Publié par : anthonyarmando | 4 février 2008

Santé publique et santé communautaire

“C’est devenu aujourd’hui un grand problème de santé publique !”

Quel journaliste, quel commentateur n’a pas prononcé cette phrase magique, sorte de joker lorsqu’on a rien à dire et dont la signification le dépasse le plus souvent.

Alors mon gaillard, parle-moi de santé publique !

Tu as deux minutes…

La santé publique est une préoccupation qui intéresse les pouvoirs publics au niveau d’un département, d’une région, d’un pays ou à l’échelle mondiale. Elle s’intéresse principalement à l’état de santé d’une population. Pour cela elle identifie les différentes institutions concernées et tente bien évidemment de l’améliorer.

Pour améliorer la santé de la population elle utilise le concept de prévention. La prévention, c’est l’ensemble des mesures qui ont pour but d’éviter ou de réduire la fréquence et la gravité des maladies. Trois niveaux de prévention  (certains en dénombrent quatre) sont définis :

La prévention primaire : elle vise à réduire l’incidence d’une maladie. (incidence = nombre de nouveaux cas dans une population et dans un temps donné). Ses moyens d’action sont la vaccination et la diminution de l’exposition aux facteurs de risque (lutte anti-tabac, campagne sur l’utilisation du préservatif,…)

La prévention secondaire : elle vise à réduire la prévalence d’une maladie. (prévalence : nombre de malades dans une population à un temps donné). Ses moyens d’action sont le dépistage et l’application des thérapeutiques.

La prévention tertiaire : elle vise à réduire la prévalence des handicaps et des séquelles qu’ils engendrent grâce à la rééducation fonctionnelle par exemple.

Chacune de ces préventions prend une place spécifique sur l’histoire de la maladie. Primaire : avant la maladie; Secondaire : pendant la maladie; Tertiaire : suite à la maladie.

Dans cette approche, le rôle de chacun est limité.

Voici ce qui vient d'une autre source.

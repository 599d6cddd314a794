//! Blocks added or deleted between snapshots.

use tracing::{debug, info};
use wfd_types::Workflow;

use crate::comparer::{CompareContext, Comparer};
use crate::error::DiffResult;
use crate::matcher::presence;
use crate::record::DiffRecord;

/// Reports blocks present on only one side.
///
/// Deleted blocks are addressed by their path in the old snapshot, added
/// blocks by their path in the new one. Deletions come first.
pub struct BlockPresence;

impl Comparer for BlockPresence {
    fn name(&self) -> &str {
        "block-presence"
    }

    fn compare(
        &self,
        old: &Workflow,
        new: &Workflow,
        _context: &CompareContext,
    ) -> DiffResult<Vec<DiffRecord>> {
        info!(
            old_blocks = old.blocks().len(),
            new_blocks = new.blocks().len(),
            "comparing blocks"
        );

        let found = presence(old.blocks(), new.blocks());
        debug!(
            deleted = found.deleted.len(),
            added = found.added.len(),
            "block presence differences"
        );

        let deleted = found.deleted.into_iter().map(|block| DiffRecord::BlockDeleted {
            path: old.block_path(block),
        });
        let added = found.added.into_iter().map(|block| DiffRecord::BlockAdded {
            path: new.block_path(block),
        });
        Ok(deleted.chain(added).collect())
    }
}

#[cfg(test)]
mod tests {
    use super::*;
    use crate::testutil::{composite, workflow};

    fn run(old: &Workflow, new: &Workflow) -> Vec<DiffRecord> {
        BlockPresence
            .compare(old, new, &CompareContext::default())
            .unwrap()
    }

    #[test]
    fn deleted_paths_use_old_snapshot() {
        let old = workflow(
            vec![
                composite("1", "Root", None).build(),
                composite("2", "Inner", Some("1")).build(),
            ],
            vec![],
        );
        let new = workflow(vec![composite("1", "Renamed", None).build()], vec![]);

        assert_eq!(
            run(&old, &new),
            vec![DiffRecord::BlockDeleted { path: "Root / Inner".into() }]
        );
    }

    #[test]
    fn deletions_precede_additions() {
        let old = workflow(vec![composite("1", "Old", None).build()], vec![]);
        let new = workflow(vec![composite("2", "New", None).build()], vec![]);

        assert_eq!(
            run(&old, &new),
            vec![
                DiffRecord::BlockDeleted { path: "Old".into() },
                DiffRecord::BlockAdded { path: "New".into() },
            ]
        );
    }

    #[test]
    fn edited_block_is_not_added_or_deleted() {
        let old = workflow(vec![composite("1", "A", None).position(0, 0).build()], vec![]);
        let new = workflow(vec![composite("1", "B", None).position(9, 9).build()], vec![]);
        assert!(run(&old, &new).is_empty());
    }
}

Le corps médical et les professionnels de santé s’occupent de tout.

C’est pourquoi on a développé la notion de santé communautaire.

Contrairement à la santé publique qui gère administrativement la situation sanitaire d’une population passive, la santé communautaire exige la participation de chacun dans l’amélioration de sa santé.

La santé communautaire utilise pour ce faire la promotion de la santé. Celle-ci vise à ce que chacun acquière les compétences et les moyens de garantir et préserver sa santé. Cela passe par la création d’environnements favorables à la santé, aux développements des aptitudes et des ressources de chacun, et surtout à la prise de conscience des individus dans sa responsabilité et dans son implication dans la maladie.

Aujourd’hui la confiance que chacun accorde dans sa propre gestion (et notamment dans celle de sa santé) est minime. Nous avons tous les moyens de lutter contre la maladie. La part du patient dans la gestion de sa santé est au moins égale à celle du médecin. Sauf qu’elle intervient en aval de la maladie.

Ce principe est également vrai en amont : un patient actif face à l’annonce de sa maladie a une espérance de vie bien plus supérieure que celle de son voisin de chambre d’hôpital complétement déprimé et qui laisse tout tomber.

La santé communautaire, c’est un peu de la prévention primaire appliquée à l’ensemble de la population.

D’un côté une population passive prise en charge par l’administration. De l’autre une population sujette de son propre avenir.